Nursing staff and patients were recruited based on eligibility criteria and provided informed consent to participate. The nursing staff criteria was being an RN or a NA having a permanent position and working at the time of data collection. In Norway, RNs and NAs have formal education at bachelor degree and upper secondary school level, respectively. A key management person at each home care unit ensured that all eligible nursing staff received written information about the study. In addition, two members of the research team provided oral information about the study on two occasions at each home care unit. Nursing staff who met the inclusion criteria gave informed consent to participate to the key management person.

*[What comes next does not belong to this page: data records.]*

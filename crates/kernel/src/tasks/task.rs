// Copyright (C) 2025 Ryan Daum <ryan.daum@gmail.com> This program is free
// software: you can redistribute it and/or modify it under the terms of the GNU
// General Public License as published by the Free Software Foundation, version
// 3.
//
// This program is distributed in the hope that it will be useful, but WITHOUT
// ANY WARRANTY; without even the implied warranty of MERCHANTABILITY or FITNESS
// FOR A PARTICULAR PURPOSE. See the GNU General Public License for more details.
//
// You should have received a copy of the GNU General Public License along with
// this program. If not, see <https://www.gnu.org/licenses/>.
//

//! A task is a concurrent, transactionally isolated, thread of execution. It
//! starts with the execution of a 'verb' (or command, or eval) and runs
//! through to completion, suspension or abort. Within the task many verbs
//! may be executed as subroutine calls from the root; each task has its own
//! VM host and its own isolated transactional world state, and a
//! semi-isolated "session" for I/O. When a task fails, both the world state
//! and the I/O buffer roll back.

use crate::matching::{WsMatchEnv, WsObjectNameMatcher};
use crate::tasks::scheduler_client::TaskSchedulerClient;
use crate::tasks::task_messages::TaskStart;
use crate::tasks::vm_host::{VMHostResponse, VmHost};
use crate::tasks::{TaskId, VerbCall};
use crate::vm::VMExecState;
use etamoo_common::matching::{parse_command, ParseCommandError, ParsedCommand};
use etamoo_common::model::{CommitResult, ServerOptions, VerbDef, WorldState, WorldStateError};
use etamoo_common::tasks::CommandError::{self, PermissionDenied};
use etamoo_common::tasks::Session;
use etamoo_common::util::parse_into_words;
use etamoo_var::program::Program;
use etamoo_var::{v_int, v_str, Obj, Symbol, NOTHING, SYSTEM_OBJECT};
use std::sync::atomic::{AtomicBool, Ordering};
use std::sync::Arc;
use std::time::{Duration, Instant};
use tracing::{debug, error, trace, warn};
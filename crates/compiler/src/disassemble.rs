// Copyright (C) 2025 Ryan Daum <ryan.daum@gmail.com> This program is free
// software: you can redistribute it and/or modify it under the terms of the GNU
// General Public License as published by the Free Software Foundation, version
// 3.
//
// This program is distributed in the hope that it will be useful, but WITHOUT
// ANY WARRANTY; without even the implied warranty of MERCHANTABILITY or FITNESS
// FOR A PARTICULAR PURPOSE. See the GNU General Public License for more details.
//
// You should have received a copy of the GNU General Public License along with
// this program. If not, see <https://www.gnu.org/licenses/>.
//

//! Renders a compiled program as a readable opcode listing, for the
//! `disassemble()` builtin.

use crate::builtins::BUILTINS;
use etamoo_var::program::{Op, Program};
use etamoo_var::to_literal;

fn fmt_op(program: &Program, op: &Op) -> String {
    match op {
        Op::Imm(label) => {
            let literal = &program.literals[label.0 as usize];
            format!("IMM {}", to_literal(literal))
        }
        Op::Push(name) => {
            let sym = program.var_names.name_of(name);
            match sym {
                Some(sym) => format!("PUSH {sym}"),
                None => format!("PUSH ?{}", name.0),
            }
        }
        Op::Put(name) => {
            let sym = program.var_names.name_of(name);
            match sym {
                Some(sym) => format!("PUT {sym}"),
                None => format!("PUT ?{}", name.0),
            }
        }
        Op::FuncCall { id } => {
            let name = BUILTINS.name_of(*id);
            match name {
                Some(name) => format!("CALL_FUNC {name}"),
                None => format!("CALL_FUNC ?{}", id.0),
            }
        }
        Op::Jump { label } => {
            let position = program.jump_labels[label.0 as usize].position;
            format!("JUMP -> {}", position.0)
        }
        op => format!("{op:?}").to_uppercase(),
    }
}

/// Produce one listing line per opcode, main vector first, then each fork
/// vector.
pub fn disassemble(program: &Program) -> Vec<String> {
    let mut lines = Vec::new();
    lines.push(format!(
        "Main vector ({} opcodes):",
        program.main_vector.len()
    ));
    for (pc, op) in program.main_vector.iter().enumerate() {
        lines.push(format!(" {pc:>4}: {}", fmt_op(program, op)));
    }
    for (i, fv) in program.fork_vectors.iter().enumerate() {
        lines.push(format!("Fork vector {i} ({} opcodes):", fv.len()));
        for (pc, op) in fv.iter().enumerate() {
            lines.push(format!(" {pc:>4}: {}", fmt_op(program, op)));
        }
    }
    lines
}

#[cfg(test)]
mod tests {
    use super::disassemble;
    use crate::compile;

    #[test]
    fn test_disassemble_names_things() {
        let program = compile("x = \"hello\"; return tostr(x);").unwrap();
        let listing = disassemble(&program).join("\n");
        assert!(listing.contains("IMM \"hello\""));
        assert!(listing.contains("PUT x"));
        assert!(listing.contains("CALL_FUNC tostr"));
    }
}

The patient criteria was to receive home care during period of data collection and being able to provide informed consent. Effort was made to ensure variation in characteristics of nursing staff (gender, work experience), patients (age and care needs) and visits (e.g. time of day, type of assignments). Nursing staff, well-known to the patients, provided eligible patients with oral and written information. All nursing staff participating in the recruitment process received instructions for recruitment by the research team. Emphasis was put on the importance of checking that the information was correctly understood, encouraging questions, and emphasising that declining to participate or withdraw from the study was unproblematic and of no consequences to the care provided. After a minimum of 24 h, a written informed consent was collected from the patient. To ensure that all patients were confident in their decision to participate, the key management person talked to each patient after the patient had taken part in the study. Three patients declined further participation, none wanted collected data to be deleted.
Table 1 provides an overview of the nursing staff, the older patients, and the characteristics of the home care visits.

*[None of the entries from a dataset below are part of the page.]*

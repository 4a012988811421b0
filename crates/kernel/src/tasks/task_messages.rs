// Copyright (C) 2025 Ryan Daum <ryan.daum@gmail.com> This program is free
// software: you can redistribute it and/or modify it under the terms of the GNU
// General Public License as published by the Free Software Foundation, version
// 3.
//
// This program is distributed in the hope that it will be useful, but WITHOUT
// ANY WARRANTY; without even the implied warranty of MERCHANTABILITY or FITNESS
// FOR A PARTICULAR PURPOSE. See the GNU General Public License for more details.
//
// You should have received a copy of the GNU General Public License along with
// this program. If not, see <https://www.gnu.org/licenses/>.
//

use crate::tasks::task::Task;
use crate::tasks::{TaskHandle, TaskId, TaskResult};
use crate::vm::Fork;
use etamoo_common::matching::ParsedCommand;
use etamoo_common::model::Perms;
use etamoo_common::tasks::{
    AbortLimitReason, CommandError, Exception, SchedulerError, Session, TaskDescription,
};
use etamoo_var::program::Program;
use etamoo_var::{Obj, Symbol, Var};
use std::sync::Arc;
use std::time::Instant;

/// What a fresh task was asked to do.
#[derive(Clone, Debug)]
pub enum TaskStart {
    /// A player command, to be parsed and dispatched.
    StartCommandVerb { player: Obj, command: String },
    /// A direct verb invocation.
    StartVerb {
        player: Obj,
        vloc: Obj,
        verb: Symbol,
        args: Vec<Var>,
        argstr: String,
    },
    /// The body of a `fork` statement.
    StartFork {
        fork_request: Box<Fork>,
        suspended: bool,
    },
    /// An `eval` of an already-compiled program.
    StartEval { player: Obj, program: Program },
}

impl TaskStart {
    pub fn is_background(&self) -> bool {
        matches!(self, TaskStart::StartFork { .. })
    }
}

/// Everything a running task can say to the scheduler.
pub enum SchedulerControlMsg {
    /// The task completed and committed, with this value.
    TaskSuccess(Var),
    /// The task's commit lost a race; run it again from its last suspension
    /// point.
    TaskConflictRetry(Box<Task>),
    /// The command verb could not be resolved.
    TaskVerbNotFound(Obj, Symbol),
    /// Command parse/dispatch failed.
    TaskCommandError(CommandError),
    /// The task was killed or aborted.
    TaskAbortCancelled,
    /// The task blew its tick or seconds budget.
    TaskAbortLimitsReached(AbortLimitReason),
    /// An exception reached the top of the task.
    TaskException(Exception),
    /// A `fork` statement wants a new task; reply with its id.
    TaskRequestFork(Box<Fork>, oneshot::Sender<TaskId>),
    /// The task has committed and wants to sleep until the given instant
    /// (or indefinitely).
    TaskSuspend(Option<Instant>, Box<Task>),
    /// The task has committed and is waiting for a line of input from its
    /// player's connection.
    TaskRequestInput(Box<Task>),
    /// `queued_tasks()` wants descriptions of the suspended tasks.
    RequestQueuedTasks(oneshot::Sender<Vec<TaskDescription>>),
    /// `kill_task(victim)`; the reply is the builtin's return value or an
    /// error value to raise.
    KillTask {
        victim: TaskId,
        sender_permissions: Perms,
        result_sender: oneshot::Sender<Var>,
    },
    /// `resume(victim, value)`.
    ResumeTask {
        victim: TaskId,
        value: Var,
        sender_permissions: Perms,
        result_sender: oneshot::Sender<Var>,
    },
    /// `boot_player(player)`.
    BootPlayer(Obj),
    /// `shutdown(message)`.
    Shutdown(Option<String>),
    /// `dump_database()`.
    Checkpoint,
    /// `load_server_options()`.
    RefreshServerOptions,
}

/// Requests from outside the scheduler: hosts, the daemon, tests.
pub enum SchedulerClientMsg {
    SubmitCommandTask {
        player: Obj,
        command: String,
        session: Arc<dyn Session>,
        reply: oneshot::Sender<Result<TaskHandle, SchedulerError>>,
    },
    SubmitVerbTask {
        player: Obj,
        vloc: Obj,
        verb: Symbol,
        args: Vec<Var>,
        argstr: String,
        perms: Obj,
        session: Arc<dyn Session>,
        reply: oneshot::Sender<Result<TaskHandle, SchedulerError>>,
    },
    SubmitEvalTask {
        player: Obj,
        perms: Obj,
        program: Program,
        session: Arc<dyn Session>,
        reply: oneshot::Sender<Result<TaskHandle, SchedulerError>>,
    },
    /// A line of input arrived for a task in the Reading state.
    SubmitInput {
        player: Obj,
        input: String,
        reply: oneshot::Sender<Result<(), SchedulerError>>,
    },
    /// Stop the world.
    Shutdown {
        message: Option<String>,
        reply: oneshot::Sender<Result<(), SchedulerError>>,
    },
    Checkpoint {
        reply: oneshot::Sender<Result<(), SchedulerError>>,
    },
}

/// The scheduler's single inbound mailbox.
pub enum SchedulerMessage {
    Client(SchedulerClientMsg),
    Task(TaskId, SchedulerControlMsg),
}

/// Carried through task startup so command dispatch can hand the parse
/// results to the activation.
#[derive(Clone, Debug)]
pub struct DispatchedCommand {
    pub parsed: ParsedCommand,
    pub target: Obj,
}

One workweek was dedicated for each home care unit to complete data collection. This ensured a minimum of interruption and inconvenience for participating nursing staff, other nursing staff and patients. A digital audio-recorder captured the communication as it naturally unfolded during the entire visit. All nursing staff received instructions on how to operate the digital audio-recorder, excluding the need for the researchers to accompany the nursing staff on their visits. The audio-recorder did not interfere with the nursing staff’s ability to assist the patient. Five nurses and five nurse assistants were set as the desired minimum of nursing staff to be recruited based on feasibility and reported numbers to ensure a reliable sample [7, 47].
The visits covered a range of care assignments such as delivering medication, helping with compression stockings and getting dressed, wound care, attending to personal hygiene, preparing meals, and managing assistive technology. The number of care assignments varied from single tasks to multiple tasks within the same visit. All nursing staff encountered at least three different patients, but could also encounter the same older person in multiple visits. The older person could encounter different nursing staff in multiple visits. Level of familiarity between nursing staff and the individual patient varied, but all nursing staff had access to individual record notes, list of medications and care assignments through the digital patient management system.

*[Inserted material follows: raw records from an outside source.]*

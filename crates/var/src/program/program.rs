// Copyright (C) 2025 Ryan Daum <ryan.daum@gmail.com> This program is free
// software: you can redistribute it and/or modify it under the terms of the GNU
// General Public License as published by the Free Software Foundation, version
// 3.
//
// This program is distributed in the hope that it will be useful, but WITHOUT
// ANY WARRANTY; without even the implied warranty of MERCHANTABILITY or FITNESS
// FOR A PARTICULAR PURPOSE. See the GNU General Public License for more details.
//
// You should have received a copy of the GNU General Public License along with
// this program. If not, see <https://www.gnu.org/licenses/>.
//

use crate::program::labels::JumpLabel;
use crate::program::names::Names;
use crate::program::opcode::Op;
use crate::Var;
use std::fmt::{Debug, Formatter};
use std::sync::Arc;

/// The result of compilation: the opcode stream and all its supporting
/// tables, plus the source it was compiled from. Cheap to clone; everything
/// hot is behind an Arc.
#[derive(Clone, PartialEq)]
pub struct Program {
    /// All the literals referenced in this program.
    pub literals: Arc<Vec<Var>>,
    /// All the jump offsets used in this program.
    pub jump_labels: Arc<Vec<JumpLabel>>,
    /// All the variable names used in this program.
    pub var_names: Arc<Names>,
    /// The main vector of opcodes.
    pub main_vector: Arc<Vec<Op>>,
    /// The vectors of opcodes created by fork statements, referenced by
    /// their offset.
    pub fork_vectors: Arc<Vec<Vec<Op>>>,
    /// Spans of (opcode offset, line number), for producing tracebacks.
    pub line_number_spans: Arc<Vec<(usize, usize)>>,
    /// The source this program was compiled from, retained so `verb_code`
    /// has something to show.
    pub source: Arc<String>,
}

impl Program {
    pub fn new() -> Self {
        Program {
            literals: Arc::new(vec![]),
            jump_labels: Arc::new(vec![]),
            var_names: Arc::new(Names::new()),
            main_vector: Arc::new(vec![]),
            fork_vectors: Arc::new(vec![]),
            line_number_spans: Arc::new(vec![]),
            source: Arc::new(String::new()),
        }
    }

    /// The source line active at opcode offset `pc` in the main vector.
    pub fn find_line_no(&self, pc: usize) -> Option<usize> {
        if self.line_number_spans.is_empty() {
            return None;
        }
        let mut last_line_num = 1;
        for (offset, line_no) in self.line_number_spans.iter() {
            if *offset > pc {
                return Some(last_line_num);
            }
            last_line_num = *line_no;
        }
        Some(last_line_num)
    }
}

impl Default for Program {
    fn default() -> Self {
        Self::new()
    }
}

impl Debug for Program {
    fn fmt(&self, f: &mut Formatter<'_>) -> std::fmt::Result {
        // Add a few things that are useful for debugging, but keep the noise
        // down.
        f.debug_struct("Program")
            .field("main_vector_length", &self.main_vector.len())
            .field("num_fork_vectors", &self.fork_vectors.len())
            .field("num_literals", &self.literals.len())
            .field("width", &self.var_names.width())
            .finish()
    }
}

Thematic coding of patients’ expressions of worry
The VR-CoDES identified moments when the patient shared his/her worries (cues or concerns) with the nursing staff, allowing the dyad of emotional communication to be analysed. Patients’ expression of worries were identified and coded according to VR-CoDES , capturing moments where patients raise troubling issues which they want the care providers to address .
To code the thematic content of the identifies worries, we developed a coding scheme based on the four over-arching themes derived from an in-depth inductive content analysis of worries expressed in home care: 1) Relationships with others, 2) Health care-related issues, 3) Ageing and bodily impairment, and 4) Life narratives and value issues, and their subcategories .
The first theme Relationships with others includes three sub-themes: 1) worries about being a burden, but still needing help from friends, family and nursing staff, 2) worries about losing self-government triggered by how practical assistance was practiced or offered, and 3) worries about losing social ties, risks of losing attachment to significant others.
The second theme Health care-related issues includes two sub-themes, expressions about how: 1) the care exacerbates the problem and 2) the help is being unhelpful; described as inefficient, disappointing, too late, or not helping at all.
The third theme Aging and bodily impairment include one sub-theme; existential challenges, capturing worries about coping with life, pondering over death, or lack of hope for the future. In addition, exclamation of pain, representing bodily sensations or experience caused by aging or some bodily impairment, is included when it appear as the moments of pain limited the older person’s ability to manage and cope in the situation. Whereas expressions of pain linked to the care procedure was assigned to the appropriate sub-theme for “Health care-related issues”.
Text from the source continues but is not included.